In the data below, find every line with the word "percentage" and copy it out.

### DATA SHOWN
* * *

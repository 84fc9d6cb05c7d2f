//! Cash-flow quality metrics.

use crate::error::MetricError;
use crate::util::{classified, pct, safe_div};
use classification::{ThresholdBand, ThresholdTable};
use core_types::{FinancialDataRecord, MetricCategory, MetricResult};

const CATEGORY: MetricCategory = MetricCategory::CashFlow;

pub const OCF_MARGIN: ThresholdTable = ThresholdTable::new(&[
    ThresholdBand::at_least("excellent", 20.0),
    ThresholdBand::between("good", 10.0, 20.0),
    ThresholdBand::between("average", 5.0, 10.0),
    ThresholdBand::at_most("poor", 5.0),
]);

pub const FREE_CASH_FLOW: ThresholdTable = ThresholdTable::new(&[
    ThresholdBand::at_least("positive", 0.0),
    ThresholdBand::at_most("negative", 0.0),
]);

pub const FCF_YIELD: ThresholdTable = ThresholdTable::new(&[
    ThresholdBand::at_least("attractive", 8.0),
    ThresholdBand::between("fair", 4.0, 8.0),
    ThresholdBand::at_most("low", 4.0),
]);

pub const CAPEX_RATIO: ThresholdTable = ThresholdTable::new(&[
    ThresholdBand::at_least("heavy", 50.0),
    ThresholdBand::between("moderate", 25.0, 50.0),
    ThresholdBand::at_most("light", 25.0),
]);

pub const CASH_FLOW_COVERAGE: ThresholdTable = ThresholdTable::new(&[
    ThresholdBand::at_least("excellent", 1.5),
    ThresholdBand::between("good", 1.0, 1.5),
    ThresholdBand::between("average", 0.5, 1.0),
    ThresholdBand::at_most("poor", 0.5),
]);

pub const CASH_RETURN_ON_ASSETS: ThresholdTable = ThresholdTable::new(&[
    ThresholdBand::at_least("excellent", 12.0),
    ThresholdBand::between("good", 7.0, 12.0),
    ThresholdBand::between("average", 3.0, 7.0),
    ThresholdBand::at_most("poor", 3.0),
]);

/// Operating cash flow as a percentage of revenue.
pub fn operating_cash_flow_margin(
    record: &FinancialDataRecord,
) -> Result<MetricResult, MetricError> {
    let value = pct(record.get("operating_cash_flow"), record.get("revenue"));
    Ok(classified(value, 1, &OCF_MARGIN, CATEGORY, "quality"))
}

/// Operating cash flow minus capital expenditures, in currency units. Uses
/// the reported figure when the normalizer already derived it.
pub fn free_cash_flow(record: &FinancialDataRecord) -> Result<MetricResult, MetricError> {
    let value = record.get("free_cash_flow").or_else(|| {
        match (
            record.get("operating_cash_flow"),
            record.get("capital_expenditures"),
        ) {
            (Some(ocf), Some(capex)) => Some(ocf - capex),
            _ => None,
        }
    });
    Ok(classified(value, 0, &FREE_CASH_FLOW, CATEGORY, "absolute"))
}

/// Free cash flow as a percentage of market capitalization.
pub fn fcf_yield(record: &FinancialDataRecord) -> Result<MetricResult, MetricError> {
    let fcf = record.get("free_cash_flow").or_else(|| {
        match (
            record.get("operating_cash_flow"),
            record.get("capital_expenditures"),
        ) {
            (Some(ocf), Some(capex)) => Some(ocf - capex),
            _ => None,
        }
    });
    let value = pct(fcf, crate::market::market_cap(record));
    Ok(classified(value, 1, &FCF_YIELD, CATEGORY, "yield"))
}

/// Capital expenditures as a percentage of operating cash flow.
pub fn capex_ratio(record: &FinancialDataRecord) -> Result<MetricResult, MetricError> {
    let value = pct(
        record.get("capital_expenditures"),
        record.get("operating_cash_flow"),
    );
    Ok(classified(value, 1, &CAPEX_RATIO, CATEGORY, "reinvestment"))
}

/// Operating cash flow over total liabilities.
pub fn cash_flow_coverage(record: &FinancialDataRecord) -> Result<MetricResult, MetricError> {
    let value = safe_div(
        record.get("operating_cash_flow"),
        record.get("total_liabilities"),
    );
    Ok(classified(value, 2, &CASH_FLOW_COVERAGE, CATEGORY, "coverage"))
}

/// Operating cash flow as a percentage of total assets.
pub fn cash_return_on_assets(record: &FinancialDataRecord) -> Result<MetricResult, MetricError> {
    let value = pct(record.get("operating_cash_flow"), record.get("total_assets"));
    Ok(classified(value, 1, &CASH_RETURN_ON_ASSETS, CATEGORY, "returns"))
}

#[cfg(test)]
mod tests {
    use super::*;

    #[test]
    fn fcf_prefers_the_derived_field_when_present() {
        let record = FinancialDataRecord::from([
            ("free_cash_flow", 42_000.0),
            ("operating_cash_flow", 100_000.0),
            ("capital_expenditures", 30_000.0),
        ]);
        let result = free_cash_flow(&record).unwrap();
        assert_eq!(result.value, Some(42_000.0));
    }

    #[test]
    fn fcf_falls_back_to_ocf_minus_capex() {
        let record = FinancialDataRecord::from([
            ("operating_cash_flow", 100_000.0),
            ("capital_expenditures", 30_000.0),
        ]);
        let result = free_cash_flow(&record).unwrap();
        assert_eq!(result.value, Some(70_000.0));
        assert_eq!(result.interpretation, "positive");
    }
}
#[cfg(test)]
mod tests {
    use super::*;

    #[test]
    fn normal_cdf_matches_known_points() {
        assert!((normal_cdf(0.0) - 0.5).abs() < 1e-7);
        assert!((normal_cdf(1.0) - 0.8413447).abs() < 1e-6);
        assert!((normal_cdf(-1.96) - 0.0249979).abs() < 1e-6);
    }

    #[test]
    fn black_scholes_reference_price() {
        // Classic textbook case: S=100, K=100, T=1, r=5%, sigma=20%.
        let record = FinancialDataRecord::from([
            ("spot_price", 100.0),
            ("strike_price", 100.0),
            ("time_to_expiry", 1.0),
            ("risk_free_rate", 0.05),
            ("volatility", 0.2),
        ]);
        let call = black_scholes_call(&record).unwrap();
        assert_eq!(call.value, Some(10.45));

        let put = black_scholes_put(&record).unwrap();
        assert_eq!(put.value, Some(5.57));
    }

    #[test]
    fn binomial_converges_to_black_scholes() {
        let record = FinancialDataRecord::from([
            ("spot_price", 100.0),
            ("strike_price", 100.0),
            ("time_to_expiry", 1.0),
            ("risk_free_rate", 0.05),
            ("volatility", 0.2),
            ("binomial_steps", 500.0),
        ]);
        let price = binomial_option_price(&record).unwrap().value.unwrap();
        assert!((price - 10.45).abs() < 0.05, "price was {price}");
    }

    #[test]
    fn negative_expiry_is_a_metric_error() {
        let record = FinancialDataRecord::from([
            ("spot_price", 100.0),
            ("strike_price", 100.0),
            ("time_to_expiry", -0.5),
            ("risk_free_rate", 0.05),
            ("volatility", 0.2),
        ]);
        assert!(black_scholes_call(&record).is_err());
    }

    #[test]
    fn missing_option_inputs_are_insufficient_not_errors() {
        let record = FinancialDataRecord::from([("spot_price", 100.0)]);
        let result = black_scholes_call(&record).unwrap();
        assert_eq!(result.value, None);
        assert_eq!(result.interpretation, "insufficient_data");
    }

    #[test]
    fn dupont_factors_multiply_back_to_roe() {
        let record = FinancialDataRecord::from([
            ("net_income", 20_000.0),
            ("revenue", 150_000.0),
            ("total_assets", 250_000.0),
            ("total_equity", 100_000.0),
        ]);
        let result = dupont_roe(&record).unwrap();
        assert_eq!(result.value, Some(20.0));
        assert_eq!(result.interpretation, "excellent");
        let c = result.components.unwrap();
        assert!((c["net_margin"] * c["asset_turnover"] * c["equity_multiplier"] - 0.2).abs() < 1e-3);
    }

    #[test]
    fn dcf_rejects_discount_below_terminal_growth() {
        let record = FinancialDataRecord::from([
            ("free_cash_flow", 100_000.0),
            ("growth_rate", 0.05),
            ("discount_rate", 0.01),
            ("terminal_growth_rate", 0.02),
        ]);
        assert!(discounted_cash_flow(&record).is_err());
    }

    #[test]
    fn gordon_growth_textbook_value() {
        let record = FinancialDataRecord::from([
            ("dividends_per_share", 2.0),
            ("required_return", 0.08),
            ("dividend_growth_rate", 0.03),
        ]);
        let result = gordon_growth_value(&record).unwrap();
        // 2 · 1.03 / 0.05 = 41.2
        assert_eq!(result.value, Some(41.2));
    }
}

* * *

### ANSWER
/// Operating cash flow as a percentage of revenue.
/// Free cash flow as a percentage of market capitalization.
/// Capital expenditures as a percentage of operating cash flow.
/// Operating cash flow as a percentage of total assets.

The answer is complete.